Depending on which area you plan to specialize in woodworking, your courses may vary. For instance, a woodworking artist may have different courses from a construction manager. Below are some of the common courses found in the technical as well as the artistic streams of woodworking:
I. Common courses for carpenters (including cabinet makers) and construction managers:
• Carpentry and woodworking: These courses focus on wood construction skills and safety. Students learn about safety practices as well as common terminology used in the trade.1
• Building codes: These courses are generally required for construction managers who need to understand how regulations restrict building design and the materials used on the project in order to comply with safety and environmental regulations.
• Framing: Students develop skills and techniques in structural framing systems involved in a construction project. Frames are essential for the overall building structure, partitions, windows, roofing as well as doors. They also learn about the selection of materials, products and tools which best suit the different types of projects.1
• Interior and exterior finishes: These courses focus on the elements which comprise of a building’s interior and exterior finishes. Students learn installation and repair techniques, best practices on materials and tools used for different projects.
• Computer drafting and design: Students are required to learn to use the programs involved in drafting and design of construction projects. They are also required to understand how to read blueprints in order to understand the project’s foundation and the installations required.
• Applied math: In order to understand the amount of materials and costs involved in the project, students need to have an understanding of the basic mathematics used for construction projects.
II. Common courses for Artists and Designers:
• Art history and theory: These courses enable students to understand the history of art and how certain schools of thought influence the style of works produced during a specific period. In some programs, furniture design students may have to take course related to architecture because it plays a huge role in the influence of décor and furniture design.
• Drawing: Students learn about various drawing techniques which provide foundation for design.
• Furniture design: These course focus on the principles of design through making furniture. Students learn techniques in woodworking and joinery.2 In some schools, students are required to learn computer programs used for furniture design.

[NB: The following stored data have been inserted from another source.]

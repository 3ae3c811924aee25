//! 3D Transform (position, rotation, scale)

use drivescape_math::{Euler, Quat, Vec3};
use serde::{Deserialize, Serialize};

/// Position, XYZ Euler rotation and per-axis scale
#[derive(Clone, Copy, Debug, PartialEq, Serialize, Deserialize)]
pub struct Transform3D {
    pub position: Vec3,
    /// Radians
    #[serde(default)]
    pub rotation: Euler,
    #[serde(default = "unit_scale")]
    pub scale: Vec3,
}

fn unit_scale() -> Vec3 {
    Vec3::ONE
}

impl Default for Transform3D {
    fn default() -> Self {
        Self::identity()
    }
}

impl Transform3D {
    pub fn identity() -> Self {
        Self {
            position: Vec3::ZERO,
            rotation: Euler::ZERO,
            scale: Vec3::ONE,
        }
    }

    pub fn from_position(position: Vec3) -> Self {
        Self {
            position,
            ..Self::identity()
        }
    }

    pub fn with_rotation(mut self, rotation: Euler) -> Self {
        self.rotation = rotation;
        self
    }

    pub fn with_scale(mut self, scale: Vec3) -> Self {
        self.scale = scale;
        self
    }

    pub fn with_uniform_scale(mut self, scale: f32) -> Self {
        self.scale = Vec3::splat(scale);
        self
    }

    #[inline]
    pub fn quat(&self) -> Quat {
        self.rotation.to_quat()
    }

    /// Local point to parent space: scale, then rotate, then translate
    pub fn transform_point(&self, p: Vec3) -> Vec3 {
        self.quat().rotate(p.component_mul(self.scale)) + self.position
    }

    /// Local direction to parent space (no translation)
    pub fn transform_direction(&self, d: Vec3) -> Vec3 {
        self.quat().rotate(d.component_mul(self.scale))
    }

    /// Place `child` (expressed in this transform's space) into parent space
    ///
    /// Scale composes per axis, which is exact only when the child's
    /// rotation keeps axes aligned.
    pub fn compose(&self, child: &Transform3D) -> Transform3D {
        let rotation = (self.quat() * child.quat()).to_euler();
        Transform3D {
            position: self.transform_point(child.position),
            rotation,
            scale: self.scale.component_mul(child.scale),
        }
    }
}
//! sixpress - Encode images as SIXEL graphics
//!
//! A command-line tool for converting images to SIXEL escape sequences.

use clap::{Args, Parser, Subcommand};
use image::imageops::FilterType;
use sixpress::{fit_within, sixel_encode, EncodeOptions};
use std::fs;
use std::io::{self, Write};
use std::path::{Path, PathBuf};

#[derive(Parser)]
#[command(name = "sixpress")]
#[command(version)]
#[command(about = "Encode images as SIXEL graphics", long_about = None)]
struct Cli {
    #[command(subcommand)]
    command: Commands,
}

#[derive(Subcommand)]
enum Commands {
    /// Encode an image to SIXEL format
    Encode {
        /// Input image file (PNG, JPEG, GIF, WebP)
        input: PathBuf,

        /// Output SIXEL file (default: stdout)
        #[arg(short, long)]
        output: Option<PathBuf>,

        #[command(flatten)]
        render: RenderArgs,
    },

    /// Display an image as SIXEL in the terminal
    Show {
        /// Input image file (PNG, JPEG, GIF, WebP)
        input: PathBuf,

        #[command(flatten)]
        render: RenderArgs,
    },
}

#[derive(Args)]
struct RenderArgs {
    /// Maximum number of colors (2-256)
    #[arg(short, long, default_value = "256")]
    colors: u16,

    /// Bound the output width in pixels, preserving aspect ratio
    #[arg(long, default_value = "800")]
    max_width: u32,

    /// Bound the output height in pixels, preserving aspect ratio
    #[arg(long, default_value = "500")]
    max_height: u32,

    /// Run-length encode the output (smaller, renders identically)
    #[arg(long)]
    rle: bool,
}

fn render(input: &Path, args: &RenderArgs) -> Result<String, Box<dyn std::error::Error>> {
    let img = image::open(input)
        .map_err(|e| format!("Failed to open '{}': {}", input.display(), e))?;

    let (width, height) = (img.width(), img.height());
    let (fit_w, fit_h) = fit_within(width, height, args.max_width.max(1), args.max_height.max(1));
    let img = if (fit_w, fit_h) != (width, height) {
        img.resize_exact(fit_w, fit_h, FilterType::Lanczos3)
    } else {
        img
    };

    let rgba_img = img.to_rgba8();
    let (width, height) = rgba_img.dimensions();
    let pixels = rgba_img.into_raw();

    let opts = EncodeOptions {
        color_count: args.colors.clamp(2, 256),
        run_length_encoding: args.rle,
    };

    Ok(sixel_encode(&pixels, width as usize, height as usize, &opts)?)
}

fn main() -> Result<(), Box<dyn std::error::Error>> {
    let cli = Cli::parse();

    match cli.command {
        Commands::Encode {
            input,
            output,
            render: args,
        } => {
            let sixel = render(&input, &args)?;
            match output {
                Some(path) => {
                    fs::write(&path, &sixel)?;
                    eprintln!("Written {} bytes to '{}'", sixel.len(), path.display());
                }
                None => {
                    io::stdout().write_all(sixel.as_bytes())?;
                }
            }
        }

        Commands::Show {
            input,
            render: args,
        } => {
            let sixel = render(&input, &args)?;
            print!("{}", sixel);
        }
    }

    Ok(())
}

• Wood: Students learn about the history of wood used in art, the characteristics of the material and the techniques on working with wood, such as sculpting, turning and carving.2
Please note that the course above contains a general description of the common courses found in woodworking programs. For information on specific programs and admission requirements, please contact each school directly.
Furthermore, not all woodworking positions require a post-secondary education. Apprenticeships are common for trades such as woodworking, which provides a combination of on-the-job training and in class instruction. Apprenticeship programs are different in each state. For more information on the apprenticeship programs available in your state and their admission requirements, please visit your local state government website.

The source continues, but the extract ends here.